[[ Dataset excerpts, beginning ]]

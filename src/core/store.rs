use crate::core::sync::{reconcile, records_to_quotes};
use crate::domain::model::{
    keys, seed_quotes, Quote, QuotePick, SyncOutcome, SyncPolicy, ALL_CATEGORIES,
};
use crate::domain::ports::{ConfigProvider, KeyValueStore, QuoteSource};
use crate::utils::error::{QuoteError, Result};
use crate::utils::validation::require_non_blank;
use chrono::Utc;
use rand::seq::SliceRandom;
use std::collections::HashSet;
use std::sync::Arc;
use std::time::Duration;
use tokio::sync::Mutex;
use tokio::task::JoinSet;

#[derive(Debug, Clone)]
pub struct StoreOptions {
    pub fetch_limit: usize,
    pub sync_policy: SyncPolicy,
    pub request_timeout: Duration,
}

impl Default for StoreOptions {
    fn default() -> Self {
        Self {
            fetch_limit: 5,
            sync_policy: SyncPolicy::Merge,
            request_timeout: Duration::from_secs(10),
        }
    }
}

impl StoreOptions {
    pub fn from_config<C: ConfigProvider + ?Sized>(config: &C) -> Self {
        Self {
            fetch_limit: config.fetch_limit(),
            sync_policy: config.sync_policy(),
            request_timeout: config.request_timeout(),
        }
    }
}

#[derive(Debug)]
struct StoreState {
    quotes: Vec<Quote>,
    selected_category: String,
}

/// Owns the quote collection and the selected category.
///
/// Every mutation goes through the state mutex and is persisted before the
/// lock is released, so `add_quote`, `import_quotes` and `sync_quotes` can be
/// called from concurrent tasks. A failed persist rolls the in-memory change
/// back.
pub struct QuoteStore<S: KeyValueStore, R: QuoteSource> {
    storage: S,
    source: Arc<R>,
    options: StoreOptions,
    state: Mutex<StoreState>,
    pending_posts: std::sync::Mutex<JoinSet<()>>,
}

impl<S: KeyValueStore, R: QuoteSource + 'static> QuoteStore<S, R> {
    /// Creates a store holding the built-in seed quotes. Call [`load`](Self::load)
    /// to pick up persisted state.
    pub fn new(storage: S, source: R, options: StoreOptions) -> Self {
        Self {
            storage,
            source: Arc::new(source),
            options,
            state: Mutex::new(StoreState {
                quotes: seed_quotes(),
                selected_category: ALL_CATEGORIES.to_string(),
            }),
            pending_posts: std::sync::Mutex::new(JoinSet::new()),
        }
    }

    /// `new` + `load`.
    pub async fn open(storage: S, source: R, options: StoreOptions) -> Result<Self> {
        let store = Self::new(storage, source, options);
        store.load().await?;
        Ok(store)
    }

    pub async fn load(&self) -> Result<()> {
        let mut state = self.state.lock().await;

        match self.storage.get(keys::QUOTES).await? {
            Some(raw) => match decode_persisted_quotes(&raw) {
                Some(quotes) => {
                    tracing::debug!("Loaded {} persisted quotes", quotes.len());
                    state.quotes = quotes;
                }
                None => {
                    tracing::warn!("Persisted quotes are not a JSON array, using built-in quotes");
                }
            },
            None => tracing::debug!("No persisted quotes, using built-in quotes"),
        }

        state.selected_category = self
            .storage
            .get(keys::LAST_CATEGORY)
            .await?
            .map(|c| c.trim().to_string())
            .filter(|c| !c.is_empty())
            .unwrap_or_else(|| ALL_CATEGORIES.to_string());

        Ok(())
    }

    pub async fn save(&self) -> Result<()> {
        let state = self.state.lock().await;
        self.persist_quotes(&state.quotes).await
    }

    async fn persist_quotes(&self, quotes: &[Quote]) -> Result<()> {
        let serialized = serde_json::to_string(quotes)?;
        self.storage.set(keys::QUOTES, &serialized).await
    }

    pub async fn quotes(&self) -> Vec<Quote> {
        self.state.lock().await.quotes.clone()
    }

    pub async fn len(&self) -> usize {
        self.state.lock().await.quotes.len()
    }

    /// Distinct categories in order of first occurrence, without the `all` sentinel.
    pub async fn list_categories(&self) -> Vec<String> {
        let state = self.state.lock().await;
        let mut seen = HashSet::new();
        state
            .quotes
            .iter()
            .filter(|q| seen.insert(q.category.as_str()))
            .map(|q| q.category.clone())
            .collect()
    }

    /// Categories as offered to a selector: `all` first.
    pub async fn category_options(&self) -> Vec<String> {
        let mut options = vec![ALL_CATEGORIES.to_string()];
        options.extend(self.list_categories().await);
        options
    }

    pub async fn select_random_quote(&self, category: &str) -> QuotePick {
        let state = self.state.lock().await;
        let filtered: Vec<&Quote> = state.quotes.iter().filter(|q| q.is_in(category)).collect();

        let picked = filtered.choose(&mut rand::thread_rng()).map(|q| (*q).clone());
        match picked {
            Some(quote) => QuotePick::Found(quote),
            None => QuotePick::NotFound,
        }
    }

    /// Picks from the selected category and persists the displayed text as the last shown quote.
    pub async fn show_random_quote(&self) -> Result<String> {
        let category = self.selected_category().await;
        self.show_random_quote_in(&category).await
    }

    pub async fn show_random_quote_in(&self, category: &str) -> Result<String> {
        let display = self.select_random_quote(category).await.display_text();
        self.storage.set(keys::LAST_QUOTE, &display).await?;
        Ok(display)
    }

    pub async fn last_shown(&self) -> Result<Option<String>> {
        self.storage.get(keys::LAST_QUOTE).await
    }

    pub async fn selected_category(&self) -> String {
        self.state.lock().await.selected_category.clone()
    }

    pub async fn set_selected_category(&self, category: &str) -> Result<()> {
        let category = require_non_blank("category", category)?;
        let mut state = self.state.lock().await;
        self.storage.set(keys::LAST_CATEGORY, &category).await?;
        tracing::debug!("Selected category: {}", category);
        state.selected_category = category;
        Ok(())
    }

    /// Appends a quote, persists it and pushes it to the remote source in the background.
    /// The push never affects the result of this call.
    pub async fn add_quote(&self, text: &str, category: &str) -> Result<Quote> {
        let text = require_non_blank("quote text", text)?;
        let category = require_non_blank("category", category)?;
        let quote = Quote::new(text, category);

        {
            let mut state = self.state.lock().await;
            state.quotes.push(quote.clone());
            if let Err(e) = self.persist_quotes(&state.quotes).await {
                state.quotes.pop();
                return Err(e);
            }
        }

        tracing::info!("✅ Quote added: {}", quote);
        self.dispatch_post(quote.clone());
        Ok(quote)
    }

    fn dispatch_post(&self, quote: Quote) {
        let source = Arc::clone(&self.source);
        let timeout = self.options.request_timeout;
        let task = async move {
            match tokio::time::timeout(timeout, source.post_quote(&quote)).await {
                Ok(Ok(response)) => tracing::info!("📤 Posted quote to server: {}", response),
                Ok(Err(e)) => tracing::warn!("Failed to post quote to server: {}", e),
                Err(_) => tracing::warn!("Posting quote to server timed out after {:?}", timeout),
            }
        };

        let mut pending = self
            .pending_posts
            .lock()
            .unwrap_or_else(|poisoned| poisoned.into_inner());
        // 清掉已完成的任務
        while pending.try_join_next().is_some() {}
        pending.spawn(task);
    }

    /// Waits for background posts started by [`add_quote`](Self::add_quote).
    /// Only meant for short-lived callers that are about to exit.
    pub async fn wait_for_pending_posts(&self) {
        let mut pending = {
            let mut guard = self
                .pending_posts
                .lock()
                .unwrap_or_else(|poisoned| poisoned.into_inner());
            std::mem::take(&mut *guard)
        };

        while let Some(result) = pending.join_next().await {
            if let Err(e) = result {
                tracing::warn!("Background post task failed: {}", e);
            }
        }
    }

    /// Pretty-printed JSON array of the whole collection.
    pub async fn export_quotes(&self) -> Result<String> {
        let state = self.state.lock().await;
        Ok(serde_json::to_string_pretty(&state.quotes)?)
    }

    /// Appends every quote in `payload` verbatim (no dedup) and returns the count.
    pub async fn import_quotes(&self, payload: &str) -> Result<usize> {
        let imported = parse_import_payload(payload)?;
        let count = imported.len();

        let mut state = self.state.lock().await;
        let before = state.quotes.len();
        state.quotes.extend(imported);
        if let Err(e) = self.persist_quotes(&state.quotes).await {
            state.quotes.truncate(before);
            return Err(e);
        }

        tracing::info!("✅ Imported {} quote(s)", count);
        Ok(count)
    }

    /// Fetches up to `fetch_limit` server quotes. Failures are logged and yield an empty list.
    pub async fn fetch_remote_quotes(&self) -> Vec<Quote> {
        let timeout = self.options.request_timeout;
        match tokio::time::timeout(timeout, self.source.fetch_records()).await {
            Ok(Ok(records)) => {
                tracing::debug!("Fetched {} remote records", records.len());
                records_to_quotes(records, self.options.fetch_limit)
            }
            Ok(Err(e)) => {
                tracing::warn!("Failed to fetch quotes from server: {}", e);
                Vec::new()
            }
            Err(_) => {
                tracing::warn!("Fetching quotes from server timed out after {:?}", timeout);
                Vec::new()
            }
        }
    }

    /// Reconciles server quotes into the collection using the configured policy.
    ///
    /// Remote failures never surface here; only persistence errors do. An
    /// empty fetch leaves the collection untouched under either policy, so a
    /// failed fetch cannot wipe local quotes.
    pub async fn sync_quotes(&self) -> Result<SyncOutcome> {
        let fetched = self.fetch_remote_quotes().await;
        let fetched_count = fetched.len();
        let policy = self.options.sync_policy;

        let mut state = self.state.lock().await;
        let added = if fetched.is_empty() {
            0
        } else {
            let backup = state.quotes.clone();
            let added = reconcile(&mut state.quotes, fetched, policy);
            let changed = added > 0 || policy == SyncPolicy::Replace;
            if changed {
                if let Err(e) = self.persist_quotes(&state.quotes).await {
                    state.quotes = backup;
                    return Err(e);
                }
            }
            if policy == SyncPolicy::Replace {
                tracing::warn!(
                    "Replace sync discarded {} local quote(s) in favor of {} server quote(s)",
                    backup.len(),
                    fetched_count
                );
            }
            added
        };

        let outcome = SyncOutcome {
            policy,
            fetched: fetched_count,
            added,
            total: state.quotes.len(),
            completed_at: Utc::now(),
        };

        if outcome.changed() {
            tracing::info!("🔄 {}", outcome.summary());
        } else {
            tracing::debug!("Sync finished with no changes ({} fetched)", fetched_count);
        }

        Ok(outcome)
    }
}

/// Reads the persisted collection. Any JSON array is accepted; elements that
/// are not valid quotes are skipped so one bad entry cannot drop the rest.
fn decode_persisted_quotes(raw: &str) -> Option<Vec<Quote>> {
    let items: Vec<serde_json::Value> = serde_json::from_str(raw).ok()?;
    let total = items.len();

    let quotes: Vec<Quote> = items
        .into_iter()
        .enumerate()
        .filter_map(|(index, item)| match serde_json::from_value::<Quote>(item) {
            Ok(quote) => Some(quote),
            Err(e) => {
                tracing::warn!("Skipping persisted quote {}: {}", index, e);
                None
            }
        })
        .collect();

    if quotes.len() < total {
        tracing::warn!("Skipped {} unreadable persisted quote(s)", total - quotes.len());
    }
    Some(quotes)
}

/// Decodes an import payload: a JSON array of objects with non-empty `text` and `category`.
pub fn parse_import_payload(payload: &str) -> Result<Vec<Quote>> {
    let value: serde_json::Value = serde_json::from_str(payload)
        .map_err(|e| QuoteError::format(format!("payload is not valid JSON: {}", e)))?;

    let serde_json::Value::Array(items) = value else {
        return Err(QuoteError::format("expected a JSON array of quotes"));
    };

    items
        .into_iter()
        .enumerate()
        .map(|(index, item)| {
            let quote: Quote = serde_json::from_value(item)
                .map_err(|e| QuoteError::format(format!("element {}: {}", index, e)))?;
            if quote.text.trim().is_empty() || quote.category.trim().is_empty() {
                return Err(QuoteError::format(format!(
                    "element {}: text and category must not be empty",
                    index
                )));
            }
            Ok(quote)
        })
        .collect()
}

[[ Dataset excerpts, end ]]

What is needed: Among the entries above, copy exactly only the lines starting with the one containing "drop the rest." and going through the one containing "let serde_json::Value::Array(items) = value", both ends included.

Output of the exercise:
/// are not valid quotes are skipped so one bad entry cannot drop the rest.
fn decode_persisted_quotes(raw: &str) -> Option<Vec<Quote>> {
    let items: Vec<serde_json::Value> = serde_json::from_str(raw).ok()?;
    let total = items.len();

    let quotes: Vec<Quote> = items
        .into_iter()
        .enumerate()
        .filter_map(|(index, item)| match serde_json::from_value::<Quote>(item) {
            Ok(quote) => Some(quote),
            Err(e) => {
                tracing::warn!("Skipping persisted quote {}: {}", index, e);
                None
            }
        })
        .collect();

    if quotes.len() < total {
        tracing::warn!("Skipped {} unreadable persisted quote(s)", total - quotes.len());
    }
    Some(quotes)
}

/// Decodes an import payload: a JSON array of objects with non-empty `text` and `category`.
pub fn parse_import_payload(payload: &str) -> Result<Vec<Quote>> {
    let value: serde_json::Value = serde_json::from_str(payload)
        .map_err(|e| QuoteError::format(format!("payload is not valid JSON: {}", e)))?;

    let serde_json::Value::Array(items) = value else {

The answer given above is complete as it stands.